> _PROBLEM TO SOLVE_
Your answer must match the material exactly, line for line.

══════════════════════════════

//! ============================================================================
//! RECALL-CORE: Tiered Conversational Memory
//! ============================================================================
//! Remembers every query/response pair a user has with the assistant and
//! recalls the most relevant ones later:
//! - Staging buffer on redb, crash-tolerant local writes
//! - Durable store on SQLite, tier of record for entries and profiles
//! - Vector index (in-process or Qdrant) with per-user scoped search
//! - Lexical reranking and profile decay
//! ============================================================================

pub mod config;
pub mod durable;
pub mod memory;
pub mod retry;
pub mod staging;
pub mod types;

#[cfg(test)]
mod testing;

// Re-export main types for convenience
pub use config::EngineConfig;
pub use durable::{DurableStore, MemoryRecord, SqliteStore};
pub use memory::{
    EmbeddingPort, EnginePorts, HashEmbedder, InMemoryIndex, LexicalReranker, MemoryEngine,
    QdrantIndex, Reranker, ResetReport, VectorIndex,
};
pub use staging::{FlushReport, StagingBuffer};
pub use types::*;
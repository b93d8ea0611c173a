//! ============================================================================
//! Core Types - Shared data structures for the memory engine
//! ============================================================================
//! Memory entries, result payloads, user profiles, recall hits and the
//! engine error taxonomy.
//! ============================================================================

use serde::{Deserialize, Serialize};
use std::collections::BTreeMap;
use std::time::Duration;

/// Sentinel stored in id columns meaning "not assigned yet"
pub const UNASSIGNED_ID: i64 = -1;

/// Session key used when an entry carries no session id
pub const DEFAULT_SESSION: &str = "__default__";

/// Identifier of a record inside a vector index
pub type VectorId = u64;

/// Resolve an optional session id to the key used for buffering
pub fn session_key(session_id: Option<&str>) -> &str {
    session_id.unwrap_or(DEFAULT_SESSION)
}

/// Current unix time in seconds
pub fn now_ts() -> i64 {
    chrono::Utc::now().timestamp()
}

// ============================================================================
// Memory Entries
// ============================================================================

/// Result of an assistant interaction, opaque to the engine.
#[derive(Debug, Clone, PartialEq, Serialize, Deserialize)]
#[serde(tag = "kind", content = "data", rename_all = "snake_case")]
pub enum ResultPayload {
    /// No result was produced
    Empty,
    /// Plain text answer
    Text(String),
    /// Structured JSON document
    Json(serde_json::Value),
    /// Raw bytes in an unknown encoding
    Bytes(Vec<u8>),
}

impl ResultPayload {
    /// Encode for storage in the staging and durable tiers
    pub fn to_bytes(&self) -> anyhow::Result<Vec<u8>> {
        serde_json::to_vec(self)
            .map_err(|e| anyhow::anyhow!("Failed to encode result payload: {}", e))
    }

    /// Decode bytes written by [`ResultPayload::to_bytes`].
    /// Anything else is preserved as [`ResultPayload::Bytes`].
    pub fn from_bytes(bytes: &[u8]) -> Self {
        if bytes.is_empty() {
            return ResultPayload::Empty;
        }
        serde_json::from_slice(bytes).unwrap_or_else(|_| ResultPayload::Bytes(bytes.to_vec()))
    }
}

impl From<serde_json::Value> for ResultPayload {
    fn from(value: serde_json::Value) -> Self {
        match value {
            serde_json::Value::Null => ResultPayload::Empty,
            serde_json::Value::String(s) => ResultPayload::Text(s),
            other => ResultPayload::Json(other),
        }
    }
}

/// One remembered query/response pair
#[derive(Debug, Clone, PartialEq, Serialize, Deserialize)]
pub struct MemoryEntry {
    /// Durable-store id, `None` until the entry has been flushed
    pub entry_id: Option<i64>,
    pub user_id: String,
    pub session_id: Option<String>,
    pub query_text: String,
    pub result_payload: ResultPayload,
    /// Unix timestamp assigned at ingestion
    pub created_at: i64,
    /// Vector index id, `None` until the entry has been indexed
    pub vector_id: Option<VectorId>,
}

impl MemoryEntry {
    /// Create a new, not yet persisted entry stamped with the current time
    pub fn new(
        user_id: impl Into<String>,
        session_id: Option<String>,
        query_text: impl Into<String>,
        result_payload: ResultPayload,
    ) -> Self {
        Self {
            entry_id: None,
            user_id: user_id.into(),
            session_id,
            query_text: query_text.into(),
            result_payload,
            created_at: now_ts(),
            vector_id: None,
        }
    }

    /// Override the ingestion timestamp
    pub fn at(mut self, created_at: i64) -> Self {
        self.created_at = created_at;
        self
    }
}

/// Convert a stored id column into an optional id
pub fn id_from_column(value: i64) -> Option<i64> {
    (value >= 0).then_some(value)
}

/// Convert an optional vector id into its stored column value
pub fn vector_id_to_column(vector_id: Option<VectorId>) -> i64 {
    vector_id.map(|v| v as i64).unwrap_or(UNASSIGNED_ID)
}

/// Convert a stored vector id column into an optional vector id
pub fn vector_id_from_column(value: i64) -> Option<VectorId> {
    (value >= 0).then_some(value as VectorId)
}

// ============================================================================
// Profiles
// ============================================================================

/// Per-user attribute store with edit bookkeeping
#[derive(Debug, Clone, PartialEq, Serialize, Deserialize)]
pub struct UserProfile {
    pub user_id: String,
    pub fields: BTreeMap<String, serde_json::Value>,
    /// Unix timestamp of the most recent field mutation
    pub last_update: i64,
    /// Number of mutations ever applied, never decremented
    pub edit_count: u64,
}

impl UserProfile {
    /// Fresh profile with no fields
    pub fn empty(user_id: impl Into<String>, now: i64) -> Self {
        Self {
            user_id: user_id.into(),
            fields: BTreeMap::new(),
            last_update: now,
            edit_count: 0,
        }
    }
}

/// One line of a profile's edit history
#[derive(Debug, Clone, PartialEq, Serialize, Deserialize)]
pub struct HistoryEntry {
    pub field: String,
    pub value: serde_json::Value,
    pub timestamp: i64,
}

// ============================================================================
// Recall Results
// ============================================================================

/// A single ranked recall result
#[derive(Debug, Clone, PartialEq, Serialize, Deserialize)]
pub struct RecallHit {
    /// Durable id of the entry, if the indexed record carried one
    pub entry_id: Option<i64>,
    pub vector_id: VectorId,
    /// Reranker score, the ordering key
    pub score: f64,
    /// Cosine similarity from the coarse vector search
    pub similarity: f32,
    /// exp(-λ · age_days) of the entry, informational only
    pub freshness: f64,
    pub payload: crate::memory::VectorPayload,
}

/// Snapshot of engine counters
#[derive(Debug, Clone, Default, PartialEq, Serialize, Deserialize)]
pub struct EngineStats {
    pub staged_rows: usize,
    pub pending_sessions: usize,
    pub durable_entries: u64,
    /// Durable entries whose vector id is still unassigned
    pub unindexed_entries: u64,
    pub indexed_vectors: u64,
    pub queued_index_jobs: usize,
}

// ============================================================================
// Errors
// ============================================================================

/// Error types surfaced by the memory engine
#[derive(Debug, Clone, Serialize, Deserialize, thiserror::Error)]
pub enum EngineError {
    #[error("Configuration error: {0}")]
    Configuration(String),

    #[error("Downstream unavailable: {0}")]
    TransientDownstream(String),

    #[error("Query failed: {0}")]
    Query(String),

    #[error("Isolation violation: expected user {expected}, found {found}")]
    IsolationViolation { expected: String, found: String },

    #[error("Staging storage error: {0}")]
    Storage(String),

    #[error("Operation timed out after {0:?}")]
    Timeout(Duration),

    #[error("Index queue is full")]
    QueueFull,

    #[error("Engine is shut down")]
    ShutDown,
}

impl EngineError {
    /// Whether the write path should retry after this error
    pub fn is_retryable(&self) -> bool {
        matches!(self, EngineError::TransientDownstream(_) | EngineError::QueueFull)
    }
}

pub type EngineResult<T> = std::result::Result<T, EngineError>;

══════════════════════════════

> _TASK RESPONSE_
//! ============================================================================
//! RECALL-CORE: Tiered Conversational Memory
//! ============================================================================
//! Remembers every query/response pair a user has with the assistant and
//! recalls the most relevant ones later:
//! - Staging buffer on redb, crash-tolerant local writes
//! - Durable store on SQLite, tier of record for entries and profiles
//! - Vector index (in-process or Qdrant) with per-user scoped search
//! - Lexical reranking and profile decay
//! ============================================================================

pub mod config;
pub mod durable;
pub mod memory;
pub mod retry;
pub mod staging;
pub mod types;

#[cfg(test)]
mod testing;

// Re-export main types for convenience
pub use config::EngineConfig;
pub use durable::{DurableStore, MemoryRecord, SqliteStore};
pub use memory::{
    EmbeddingPort, EnginePorts, HashEmbedder, InMemoryIndex, LexicalReranker, MemoryEngine,
    QdrantIndex, Reranker, ResetReport, VectorIndex,
};
pub use staging::{FlushReport, StagingBuffer};
pub use types::*;
repository b93d8ea0611c173a
//! ============================================================================
//! Core Types - Shared data structures for the memory engine
//! ============================================================================
//! Memory entries, result payloads, user profiles, recall hits and the
//! engine error taxonomy.
//! ============================================================================

use serde::{Deserialize, Serialize};
use std::collections::BTreeMap;
use std::time::Duration;

/// Sentinel stored in id columns meaning "not assigned yet"
pub const UNASSIGNED_ID: i64 = -1;

/// Session key used when an entry carries no session id
pub const DEFAULT_SESSION: &str = "__default__";

/// Identifier of a record inside a vector index
pub type VectorId = u64;

/// Resolve an optional session id to the key used for buffering
pub fn session_key(session_id: Option<&str>) -> &str {
    session_id.unwrap_or(DEFAULT_SESSION)
}

/// Current unix time in seconds
pub fn now_ts() -> i64 {
    chrono::Utc::now().timestamp()
}

// ============================================================================
// Memory Entries
// ============================================================================

/// Result of an assistant interaction, opaque to the engine.
#[derive(Debug, Clone, PartialEq, Serialize, Deserialize)]
#[serde(tag = "kind", content = "data", rename_all = "snake_case")]
pub enum ResultPayload {
    /// No result was produced
    Empty,
    /// Plain text answer
    Text(String),
    /// Structured JSON document
    Json(serde_json::Value),
    /// Raw bytes in an unknown encoding
    Bytes(Vec<u8>),
}

impl ResultPayload {
    /// Encode for storage in the staging and durable tiers
    pub fn to_bytes(&self) -> anyhow::Result<Vec<u8>> {
        serde_json::to_vec(self)
            .map_err(|e| anyhow::anyhow!("Failed to encode result payload: {}", e))
    }

    /// Decode bytes written by [`ResultPayload::to_bytes`].
    /// Anything else is preserved as [`ResultPayload::Bytes`].
    pub fn from_bytes(bytes: &[u8]) -> Self {
        if bytes.is_empty() {
            return ResultPayload::Empty;
        }
        serde_json::from_slice(bytes).unwrap_or_else(|_| ResultPayload::Bytes(bytes.to_vec()))
    }
}

impl From<serde_json::Value> for ResultPayload {
    fn from(value: serde_json::Value) -> Self {
        match value {
            serde_json::Value::Null => ResultPayload::Empty,
            serde_json::Value::String(s) => ResultPayload::Text(s),
            other => ResultPayload::Json(other),
        }
    }
}

/// One remembered query/response pair
#[derive(Debug, Clone, PartialEq, Serialize, Deserialize)]
pub struct MemoryEntry {
    /// Durable-store id, `None` until the entry has been flushed
    pub entry_id: Option<i64>,
    pub user_id: String,
    pub session_id: Option<String>,
    pub query_text: String,
    pub result_payload: ResultPayload,
    /// Unix timestamp assigned at ingestion
    pub created_at: i64,
    /// Vector index id, `None` until the entry has been indexed
    pub vector_id: Option<VectorId>,
}

impl MemoryEntry {
    /// Create a new, not yet persisted entry stamped with the current time
    pub fn new(
        user_id: impl Into<String>,
        session_id: Option<String>,
        query_text: impl Into<String>,
        result_payload: ResultPayload,
    ) -> Self {
        Self {
            entry_id: None,
            user_id: user_id.into(),
            session_id,
            query_text: query_text.into(),
            result_payload,
            created_at: now_ts(),
            vector_id: None,
        }
    }

    /// Override the ingestion timestamp
    pub fn at(mut self, created_at: i64) -> Self {
        self.created_at = created_at;
        self
    }
}

/// Convert a stored id column into an optional id
pub fn id_from_column(value: i64) -> Option<i64> {
    (value >= 0).then_some(value)
}

/// Convert an optional vector id into its stored column value
pub fn vector_id_to_column(vector_id: Option<VectorId>) -> i64 {
    vector_id.map(|v| v as i64).unwrap_or(UNASSIGNED_ID)
}

/// Convert a stored vector id column into an optional vector id
pub fn vector_id_from_column(value: i64) -> Option<VectorId> {
    (value >= 0).then_some(value as VectorId)
}

// ============================================================================
// Profiles
// ============================================================================

/// Per-user attribute store with edit bookkeeping
#[derive(Debug, Clone, PartialEq, Serialize, Deserialize)]
pub struct UserProfile {
    pub user_id: String,
    pub fields: BTreeMap<String, serde_json::Value>,
    /// Unix timestamp of the most recent field mutation
    pub last_update: i64,
    /// Number of mutations ever applied, never decremented
    pub edit_count: u64,
}

impl UserProfile {
    /// Fresh profile with no fields
    pub fn empty(user_id: impl Into<String>, now: i64) -> Self {
        Self {
            user_id: user_id.into(),
            fields: BTreeMap::new(),
            last_update: now,
            edit_count: 0,
        }
    }
}

/// One line of a profile's edit history
#[derive(Debug, Clone, PartialEq, Serialize, Deserialize)]
pub struct HistoryEntry {
    pub field: String,
    pub value: serde_json::Value,
    pub timestamp: i64,
}

// ============================================================================
// Recall Results
// ============================================================================

/// A single ranked recall result
#[derive(Debug, Clone, PartialEq, Serialize, Deserialize)]
pub struct RecallHit {
    /// Durable id of the entry, if the indexed record carried one
    pub entry_id: Option<i64>,
    pub vector_id: VectorId,
    /// Reranker score, the ordering key
    pub score: f64,
    /// Cosine similarity from the coarse vector search
    pub similarity: f32,
    /// exp(-λ · age_days) of the entry, informational only
    pub freshness: f64,
    pub payload: crate::memory::VectorPayload,
}

/// Snapshot of engine counters
#[derive(Debug, Clone, Default, PartialEq, Serialize, Deserialize)]
pub struct EngineStats {
    pub staged_rows: usize,
    pub pending_sessions: usize,
    pub durable_entries: u64,
    /// Durable entries whose vector id is still unassigned
    pub unindexed_entries: u64,
    pub indexed_vectors: u64,
    pub queued_index_jobs: usize,
}

// ============================================================================
// Errors
// ============================================================================

/// Error types surfaced by the memory engine
#[derive(Debug, Clone, Serialize, Deserialize, thiserror::Error)]
pub enum EngineError {
    #[error("Configuration error: {0}")]
    Configuration(String),

    #[error("Downstream unavailable: {0}")]
    TransientDownstream(String),

    #[error("Query failed: {0}")]
    Query(String),

    #[error("Isolation violation: expected user {expected}, found {found}")]
    IsolationViolation { expected: String, found: String },

    #[error("Staging storage error: {0}")]
    Storage(String),

    #[error("Operation timed out after {0:?}")]
    Timeout(Duration),

    #[error("Index queue is full")]
    QueueFull,

    #[error("Engine is shut down")]
    ShutDown,
}

impl EngineError {
    /// Whether the write path should retry after this error
    pub fn is_retryable(&self) -> bool {
        matches!(self, EngineError::TransientDownstream(_) | EngineError::QueueFull)
    }
}

pub type EngineResult<T> = std::result::Result<T, EngineError>;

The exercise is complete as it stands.